**DATA FOR PROCESSING**
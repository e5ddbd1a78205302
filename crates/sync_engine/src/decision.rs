//! Fallback decision tables.
//!
//! The estimator has two points where a second estimate may replace the
//! current one. Each point is a static table of rules; the first rule whose
//! condition holds decides which estimate is carried forward and why.

use contracts::{Decision, DecisionReason, DecisionStage, TauSource};

/// Inputs to one override point.
#[derive(Debug, Clone, Copy, PartialEq)]
pub struct CrossCheck {
    /// Estimate currently held
    pub seed: f64,
    /// Competing estimate, if one was produced
    pub candidate: Option<f64>,
    /// Largest tolerated disagreement between seed and candidate
    pub tolerance: f64,
    /// Exclusive range the candidate must lie in to be considered
    pub plausible: (f64, f64),
}

impl CrossCheck {
    fn candidate_undefined(&self) -> bool {
        !self.candidate.is_some_and(f64::is_finite)
    }

    fn candidate_out_of_range(&self) -> bool {
        let (min, max) = self.plausible;
        self.candidate.is_some_and(|c| !(min < c && c < max))
    }

    fn candidate_disagrees(&self) -> bool {
        self.candidate
            .is_some_and(|c| (c - self.seed).abs() > self.tolerance)
    }
}

fn always(_: &CrossCheck) -> bool {
    true
}

/// Which side of a [`CrossCheck`] a rule keeps
#[derive(Debug, Clone, Copy, PartialEq, Eq)]
pub enum Pick {
    Seed,
    Candidate,
}

/// One table row
#[derive(Clone, Copy)]
pub struct Rule {
    pub applies: fn(&CrossCheck) -> bool,
    pub pick: Pick,
    pub reason: DecisionReason,
}

/// A named decision table
#[derive(Clone, Copy)]
pub struct DecisionTable {
    pub stage: DecisionStage,
    /// Estimate the seed comes from
    pub seed_source: TauSource,
    /// Estimate the candidate comes from
    pub candidate_source: TauSource,
    pub rules: &'static [Rule],
}

/// Grid optimum versus the bump-offset guess.
///
/// A plausible guess that disagrees materially with the grid optimum wins.
pub static GUESS_CROSS_CHECK: DecisionTable = DecisionTable {
    stage: DecisionStage::GuessCrossCheck,
    seed_source: TauSource::GridOptimum,
    candidate_source: TauSource::BumpGuess,
    rules: &[
        Rule {
            applies: CrossCheck::candidate_undefined,
            pick: Pick::Seed,
            reason: DecisionReason::CandidateUndefined,
        },
        Rule {
            applies: CrossCheck::candidate_out_of_range,
            pick: Pick::Seed,
            reason: DecisionReason::CandidateOutOfRange,
        },
        Rule {
            applies: CrossCheck::candidate_disagrees,
            pick: Pick::Candidate,
            reason: DecisionReason::CandidateDisagrees,
        },
        Rule {
            applies: always,
            pick: Pick::Seed,
            reason: DecisionReason::CandidateAgrees,
        },
    ],
};

/// Minimizer output versus its seed.
///
/// A refinement that wanders further than the tolerance is discarded.
pub static REFINEMENT_CHECK: DecisionTable = DecisionTable {
    stage: DecisionStage::RefinementCheck,
    seed_source: TauSource::GridOptimum,
    candidate_source: TauSource::Refined,
    rules: &[
        Rule {
            applies: CrossCheck::candidate_undefined,
            pick: Pick::Seed,
            reason: DecisionReason::CandidateUndefined,
        },
        Rule {
            applies: CrossCheck::candidate_disagrees,
            pick: Pick::Seed,
            reason: DecisionReason::CandidateDisagrees,
        },
        Rule {
            applies: always,
            pick: Pick::Candidate,
            reason: DecisionReason::CandidateAgrees,
        },
    ],
};

/// Apply the first matching rule of `table`.
///
/// `seed_source` overrides the table's default provenance for the seed, for
/// stages whose seed may itself come from an earlier override.
pub fn resolve(
    table: &DecisionTable,
    check: &CrossCheck,
    seed_source: Option<TauSource>,
) -> Decision {
    let seed_source = seed_source.unwrap_or(table.seed_source);
    let rule = table.rules.iter().find(|rule| (rule.applies)(check));

    match (rule, check.candidate) {
        (Some(rule), Some(candidate)) if rule.pick == Pick::Candidate => Decision {
            stage: table.stage,
            selected: table.candidate_source,
            reason: rule.reason,
            tau: candidate,
        },
        (Some(rule), _) => Decision {
            stage: table.stage,
            selected: seed_source,
            reason: rule.reason,
            tau: check.seed,
        },
        (None, _) => Decision {
            stage: table.stage,
            selected: seed_source,
            reason: DecisionReason::CandidateUndefined,
            tau: check.seed,
        },
    }
}

#[cfg(test)]
mod tests {
    use super::*;

    fn guess_check(seed: f64, guess: Option<f64>) -> CrossCheck {
        CrossCheck {
            seed,
            candidate: guess,
            tolerance: 0.1,
            plausible: (0.0, 1.0),
        }
    }

    fn refine_check(seed: f64, refined: f64) -> CrossCheck {
        CrossCheck {
            seed,
            candidate: Some(refined),
            tolerance: 0.01,
            plausible: (f64::NEG_INFINITY, f64::INFINITY),
        }
    }

    #[test]
    fn test_guess_overrides_distant_grid_optimum() {
        let d = resolve(&GUESS_CROSS_CHECK, &guess_check(0.02, Some(0.25)), None);
        assert_eq!(d.selected, TauSource::BumpGuess);
        assert_eq!(d.reason, DecisionReason::CandidateDisagrees);
        assert_eq!(d.tau, 0.25);
    }

    #[test]
    fn test_close_guess_keeps_grid_optimum() {
        let d = resolve(&GUESS_CROSS_CHECK, &guess_check(0.22, Some(0.25)), None);
        assert_eq!(d.selected, TauSource::GridOptimum);
        assert_eq!(d.reason, DecisionReason::CandidateAgrees);
        assert_eq!(d.tau, 0.22);
    }

    #[test]
    fn test_implausible_guess_is_ignored() {
        for guess in [0.0, 1.0, -0.3, 1.7] {
            let d = resolve(&GUESS_CROSS_CHECK, &guess_check(0.3, Some(guess)), None);
            assert_eq!(d.reason, DecisionReason::CandidateOutOfRange, "guess {guess}");
            assert_eq!(d.tau, 0.3);
        }
    }

    #[test]
    fn test_missing_guess() {
        let d = resolve(&GUESS_CROSS_CHECK, &guess_check(0.3, None), None);
        assert_eq!(d.reason, DecisionReason::CandidateUndefined);
        let d = resolve(&GUESS_CROSS_CHECK, &guess_check(0.3, Some(f64::NAN)), None);
        assert_eq!(d.reason, DecisionReason::CandidateUndefined);
    }

    #[test]
    fn test_refinement_accepted_within_tolerance() {
        let d = resolve(&REFINEMENT_CHECK, &refine_check(0.25, 0.253), None);
        assert_eq!(d.selected, TauSource::Refined);
        assert_eq!(d.tau, 0.253);
    }

    #[test]
    fn test_diverged_refinement_keeps_seed_provenance() {
        let d = resolve(
            &REFINEMENT_CHECK,
            &refine_check(0.25, 0.4),
            Some(TauSource::BumpGuess),
        );
        assert_eq!(d.selected, TauSource::BumpGuess);
        assert_eq!(d.reason, DecisionReason::CandidateDisagrees);
        assert_eq!(d.tau, 0.25);
    }

    #[test]
    fn test_every_table_ends_with_catch_all() {
        for table in [&GUESS_CROSS_CHECK, &REFINEMENT_CHECK] {
            let last = table.rules.last().unwrap();
            assert!((last.applies)(&guess_check(f64::NAN, None)));
        }
    }
}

**WORK ORDER**
Begin at the top of the listing above and set down each line exactly. Stop after the line that contains "first rule whose".

**REPLY**
repository e5ddbd1a78205302
filename crates/sync_engine/src/decision.rs
//! Fallback decision tables.
//!
//! The estimator has two points where a second estimate may replace the
//! current one. Each point is a static table of rules; the first rule whose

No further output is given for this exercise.